CODEPINK PRESS RELEASE
FOR IMMEDIATE RELEASE
December 12, 2014
Contact:
Medea Benjamin, [email protected], 415-235-6517
Ret. Colonel Ann Wright, [email protected], 808-741-1141
Alli McCracken, [email protected], 860-575-5692
Washington, DC–– After the release of the US Senate Report on Torture and the outrageous effort by CIA Director John Brennan to defend the use of torture, CODEPINK calls on President Obama to fire John Brennan. It also calls for prosecution of those who planned, coordinated and ordered the criminal acts detailed in the report, committed by officials and agents of the United States government.
“Brennan was high up in the CIA when the torture happened, he authorized the illegally hacking into the Senate Intelligence Committee’s computers during their investigation, and he tried to obstruct the release of the report,” said CODEPINK cofounder Medea Benjamin. “While the CIA’s problems go deeper than Brennan’s leadership, his ouster would mark a significant first step in reining in and ultimately abolishing this rogue agency.”
CODEPINK’s call echoes that of Senator Mark Udall, who has called for Brennan’s firing. "Director Brennan and the CIA today are continuing to willfully provide inaccurate information and misrepresent the efficacy of torture. In other words: The CIA is lying,” said Senator Udall.
CODEPINK is gratified that the public is finally getting a clearer sense from the summary of the $50-million, 6,200-page report of just how outrageous and illegal the abuse of prisoners in CIA custody was. But we are equally concerned that the guilt it reveals will never be acted upon. In particular, the acknowledged torture techniques used - such as the horrific waterboarding of one person 183 times - must not be allowed to go unpunished.
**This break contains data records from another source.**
use huddle_store::{Filter, ObjectStorage, Query, RemoteStore, RestStore, StoreError};
use mockito::Matcher;
use serde_json::json;

fn store_for(server: &mockito::Server) -> RestStore {
    RestStore::new(server.url(), "anon-key", Some("user-jwt")).unwrap()
}

#[tokio::test]
async fn test_select_sends_filters_and_auth_headers() {
    let mut server = mockito::Server::new_async().await;
    let mock = server
        .mock("GET", "/rest/v1/messages")
        .match_header("apikey", "anon-key")
        .match_header("authorization", "Bearer user-jwt")
        .match_query(Matcher::AllOf(vec![
            Matcher::UrlEncoded("select".into(), "*".into()),
            Matcher::UrlEncoded("channel_id".into(), "eq.c1".into()),
            Matcher::UrlEncoded("order".into(), "created_at.asc".into()),
        ]))
        .with_status(200)
        .with_header("content-type", "application/json")
        .with_body(json!([{"id": "m1", "channel_id": "c1", "content": "hi"}]).to_string())
        .create_async()
        .await;

    let rows = store_for(&server)
        .select("messages", Query::new().eq("channel_id", "c1").order_asc("created_at"))
        .await
        .unwrap();

    assert_eq!(rows.len(), 1);
    assert_eq!(rows[0]["content"], "hi");
    mock.assert_async().await;
}

#[tokio::test]
async fn test_insert_asks_for_representation() {
    let mut server = mockito::Server::new_async().await;
    let mock = server
        .mock("POST", "/rest/v1/channels")
        .match_header("prefer", "return=representation")
        .match_body(Matcher::PartialJson(json!({"name": "design", "type": "group"})))
        .with_status(201)
        .with_body(json!([{"id": 9, "name": "design", "type": "group", "is_private": false}]).to_string())
        .create_async()
        .await;

    let row = store_for(&server)
        .insert("channels", json!({"name": "design", "type": "group", "is_private": false}))
        .await
        .unwrap();

    assert_eq!(row["id"], 9);
    mock.assert_async().await;
}

#[tokio::test]
async fn test_delete_with_no_match_returns_empty() {
    let mut server = mockito::Server::new_async().await;
    let mock = server
        .mock("DELETE", "/rest/v1/ai_chats")
        .match_query(Matcher::AllOf(vec![
            Matcher::UrlEncoded("id".into(), "eq.c1".into()),
            Matcher::UrlEncoded("created_by".into(), "eq.bob".into()),
        ]))
        .with_status(200)
        .with_body("[]")
        .create_async()
        .await;

    let removed = store_for(&server)
        .delete("ai_chats", &[Filter::eq("id", "c1"), Filter::eq("created_by", "bob")])
        .await
        .unwrap();

    assert!(removed.is_empty());
    mock.assert_async().await;
}

#[tokio::test]
async fn test_missing_rpc_maps_to_function_not_found() {
    let mut server = mockito::Server::new_async().await;
    server
        .mock("POST", "/rest/v1/rpc/get_user_channels")
        .match_body(Matcher::Json(json!({"user_id": "u1"})))
        .with_status(404)
        .with_body(
            json!({
                "code": "PGRST202",
                "message": "Could not find the function public.get_user_channels(user_id)"
            })
            .to_string(),
        )
        .create_async()
        .await;

    let err = store_for(&server)
        .rpc("get_user_channels", json!({"user_id": "u1"}))
        .await
        .unwrap_err();
    assert!(matches!(err, StoreError::FunctionNotFound(_)));
}

#[tokio::test]
async fn test_row_level_denial_maps_to_permission_denied() {
    let mut server = mockito::Server::new_async().await;
    server
        .mock("POST", "/rest/v1/messages")
        .with_status(403)
        .with_body(
            json!({
                "code": "42501",
                "message": "new row violates row-level security policy for table \"messages\""
            })
            .to_string(),
        )
        .create_async()
        .await;

    let err = store_for(&server)
        .insert("messages", json!({"content": "x"}))
        .await
        .unwrap_err();
    assert!(matches!(err, StoreError::PermissionDenied(_)));
}

#[tokio::test]
async fn test_upload_posts_bytes_to_bucket_path() {
    let mut server = mockito::Server::new_async().await;
    let mock = server
        .mock("POST", "/storage/v1/object/resources/u1/abc-notes.txt")
        .match_header("content-type", "text/plain")
        .match_body("hello")
        .with_status(200)
        .with_body(json!({"Key": "resources/u1/abc-notes.txt"}).to_string())
        .create_async()
        .await;

    let store = store_for(&server);
    let path = store
        .upload("resources", "u1/abc-notes.txt", b"hello".to_vec(), "text/plain")
        .await
        .unwrap();

    assert_eq!(path, "u1/abc-notes.txt");
    assert!(store
        .public_url("resources", &path)
        .ends_with("/storage/v1/object/public/resources/u1/abc-notes.txt"));
    mock.assert_async().await;
}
As a signatory to the UN Convention Against Torture (CAT), we are required to prosecute anyone who commits or is complicit in torture or inhuman treatment of people in custody. Prosecution is not discretionary-- our Department of Justice must indict and prosecute anyone for whom there is evidence of torture, and this includes policy-makers and lawyers who incorrectly decided that waterboarding and other “enhanced interrogation techniques” were legal. Torture is never legal, at any time, for any reason. The CAT prohibits acts that are inhuman or degrading as well; the CIA and military are clearly in violation of the law.
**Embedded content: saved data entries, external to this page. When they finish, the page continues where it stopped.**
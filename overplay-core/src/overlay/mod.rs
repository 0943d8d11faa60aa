//! Overlay records and the compositor that layers them above the video.

pub mod compositor;
pub mod types;

pub use compositor::{DragIntent, DragState, OverlayCompositor, OverlayElement};
pub use types::{OverlayDraft, OverlayError, OverlayRecord};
CODEPINK calls on the US Department of Justice to immediately file criminal complaints against senior officials in, and legal counsel to, the Bush Administration, starting with George W. Bush himself and Dick Cheney and Donald Rumsfeld, and including their lawyers Alberto Gonzalez, Douglas Feith, William Haynes, Jay Bybee, David Addington, and John Yoo for their roles in torture in violation of domestic and international law, as we did at the Nuremberg Trials.